Data records:
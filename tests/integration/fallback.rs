use std::sync::Arc;

use rusty_tunes::fallback::{FallbackCoordinator, FallbackOutcome};
use rusty_tunes::player::{PlayerError, VoiceTarget};
use rusty_tunes::state::GuildMemory;

use crate::common::fixtures::{self, DEFAULT_VOICE, GUILD, REQUESTER_VOICE, TEXT_CHANNEL};
use crate::common::mocks::{self, MockEngine};
use crate::common;
use crate::{assert_eq, assert_matches};

fn coordinator(
    engine: MockEngine,
    voice: Option<serenity::all::ChannelId>,
    memory: Arc<GuildMemory>,
) -> (FallbackCoordinator, mocks::Sent) {
    let (announcer, sent) = mocks::recording_announcer();
    let coordinator = FallbackCoordinator::new(
        Arc::new(engine),
        Arc::new(mocks::voice_lookup(voice)),
        Arc::new(announcer),
        memory,
    );
    (coordinator, sent)
}

#[tokio::test]
async fn test_retries_remembered_search_on_youtube() {
    common::init();
    let memory = Arc::new(GuildMemory::new());
    memory.remember_search(GUILD, fixtures::search("lofi beats"));

    let mut engine = MockEngine::new();
    engine
        .expect_play()
        .withf(|target, query, options| {
            *target
                == VoiceTarget {
                    guild_id: GUILD,
                    channel_id: REQUESTER_VOICE,
                }
                && query == "ytsearch:lofi beats"
                && options.requester == Some(fixtures::requester("Y"))
                && options.text_channel == Some(TEXT_CHANNEL)
        })
        .times(1)
        .returning(|_, _, _| Ok(()));

    let (coordinator, sent) = coordinator(engine, Some(REQUESTER_VOICE), memory);
    let outcome = coordinator.recover(GUILD, TEXT_CHANNEL).await;

    assert_eq!(outcome, FallbackOutcome::Retried);
    assert_eq!(mocks::titles(&sent), vec!["⚠️ SoundCloud rate limit reached"]);
}

#[tokio::test]
async fn test_uses_guild_default_when_requester_left_voice() {
    common::init();
    let memory = Arc::new(GuildMemory::new());
    memory.remember_search(GUILD, fixtures::search("jazz"));
    memory.set_default_channel(GUILD, DEFAULT_VOICE);

    let mut engine = MockEngine::new();
    engine
        .expect_play()
        .withf(|target, query, _| target.channel_id == DEFAULT_VOICE && query == "ytsearch:jazz")
        .times(1)
        .returning(|_, _, _| Ok(()));

    let (coordinator, _) = coordinator(engine, None, memory);

    assert_eq!(
        coordinator.recover(GUILD, TEXT_CHANNEL).await,
        FallbackOutcome::Retried
    );
}

#[tokio::test]
async fn test_no_target_announces_and_does_not_play() {
    common::init();
    let memory = Arc::new(GuildMemory::new());
    memory.remember_search(GUILD, fixtures::search("lofi beats"));

    let (coordinator, sent) = coordinator(mocks::idle_engine(), None, memory);
    let outcome = coordinator.recover(GUILD, TEXT_CHANNEL).await;

    assert_eq!(outcome, FallbackOutcome::NoTarget);
    assert_eq!(
        mocks::titles(&sent),
        vec![
            "⚠️ SoundCloud rate limit reached",
            "⚠️ No voice channel available"
        ]
    );
    assert!(sent.lock().unwrap().iter().all(|(c, _)| *c == TEXT_CHANNEL));
}

#[tokio::test]
async fn test_no_remembered_search_is_no_target() {
    common::init();
    let memory = Arc::new(GuildMemory::new());
    memory.set_default_channel(GUILD, DEFAULT_VOICE);

    let (coordinator, sent) = coordinator(mocks::idle_engine(), Some(REQUESTER_VOICE), memory);

    assert_eq!(
        coordinator.recover(GUILD, TEXT_CHANNEL).await,
        FallbackOutcome::NoTarget
    );
    assert_eq!(sent.lock().unwrap().len(), 2);
}

#[tokio::test]
async fn test_search_from_another_guild_is_not_used() {
    common::init();
    let memory = Arc::new(GuildMemory::new());
    memory.remember_search(serenity::all::GuildId::new(999), fixtures::search("other"));

    let (coordinator, _) = coordinator(mocks::idle_engine(), Some(REQUESTER_VOICE), memory);

    assert_eq!(
        coordinator.recover(GUILD, TEXT_CHANNEL).await,
        FallbackOutcome::NoTarget
    );
}

#[tokio::test]
async fn test_failed_retry_is_announced_once() {
    common::init();
    let memory = Arc::new(GuildMemory::new());
    memory.remember_search(GUILD, fixtures::search("lofi beats"));

    let mut engine = MockEngine::new();
    engine
        .expect_play()
        .times(1)
        .returning(|_, query, _| Err(PlayerError::NoResult(query)));

    let (coordinator, sent) = coordinator(engine, Some(REQUESTER_VOICE), memory);
    let outcome = coordinator.recover(GUILD, TEXT_CHANNEL).await;

    assert_matches!(outcome, FallbackOutcome::Failed(PlayerError::NoResult(q)) if q == "ytsearch:lofi beats");
    assert_eq!(
        mocks::titles(&sent),
        vec!["⚠️ SoundCloud rate limit reached", "❌ Fallback failed"]
    );
}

What to work on: Exactly how many lines in the listing above contain the string "limit"? Give the number without comment.

Solved exercise: 3